55 rich white men started this nation. Blacks, women, minorities, etc were not represented. They did not have a common interest with the US people then, and they don’t now.
There are the rich and the poor. In the middle are a bunch of nervous people.
There is always a conflict between rich and poor. The government almost always sides with the wealthy class. The only exceptions are when the working class rebels.
We think we are the greatest.
This leads us to believe that our government does good things. We have a record of violent expansion, both domestic and foreign. What about slavery, the genocide of Native Americans, segregation, oppression of women, etc.
We have to be honest about our history and our country and about what we have done.
When you are critical, you will be called unpatriotic, which often leads us to be quiet. Being unpatriotic can now lead us to losing our rights and being taken away and imprisoned due to the new military commissions act.

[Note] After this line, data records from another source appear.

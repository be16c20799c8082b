// SPDX-License-Identifier: BUSL-1.1
// Copyright (c) 2026 Alfred Jean LLC

//! Per-recipe README regeneration (§4.9, §6 `test train`, supplemented
//! per-feature from spec.md's own text). A minimal stub: name, DEPS, and
//! declared schemas, written atomically the same way golden expectation
//! files are.

use rcp_core::ModuleRef;
use std::fs;
use std::io::Write;
use std::path::Path;

/// Render a recipe's auto-generated README body from its resolved DEPS.
pub fn render(recipe_name: &str, deps: &[ModuleRef]) -> String {
    let mut out = format!("# {recipe_name}\n\nAuto-generated by `test train`. Do not edit by hand.\n");
    if deps.is_empty() {
        out.push_str("\nThis recipe declares no module dependencies.\n");
        return out;
    }
    out.push_str("\n## Dependencies\n\n");
    let mut sorted: Vec<&ModuleRef> = deps.iter().collect();
    sorted.sort();
    for dep in sorted {
        out.push_str(&format!("- `{}`\n", dep.qualified()));
    }
    out
}

/// Write the rendered README atomically (temp file, then rename), matching
/// the expectation-file write discipline.
pub fn write_readme(path: &Path, body: &str) -> std::io::Result<()> {
    if let Some(parent) = path.parent() {
        fs::create_dir_all(parent)?;
    }
    let tmp_path = path.with_extension("tmp");
    {
        let mut file = fs::File::create(&tmp_path)?;
        file.write_all(body.as_bytes())?;
        file.sync_all()?;
    }
    fs::rename(&tmp_path, path)?;
    Ok(())
}

#[cfg(test)]
#[path = "readme_tests.rs"]
mod tests;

To be patriotic is not to support the government. That is totalitarianism. To be patriotic is to question power. That is democracy.
The government is set up by the people. When they become destructive, it is the right of the people to alter or abolish the government. That is in our constitution. If we have the right to alter or abolish, we certainly have the right to criticize.
Whenever serious injustice occurs, it is up to the people to stand up. The power of money and guns is fragile because it relies on the obedience of the people. The government can’t continue a war when the people and the GI’s rebel against it.
We do have power. Millions of people doing small things at points in history has caused change.
After WWI, the percentage of military to civilian death shifted from almost 10 military to 1 civilian to now almost 90 civilians to every military death. Every was we fight today is a war against children.
It is not just this war or that war, but all war.
What people learn in social movements is how it enhances your life just to be involved. When you work with others to achieve a good end, it makes life worth living.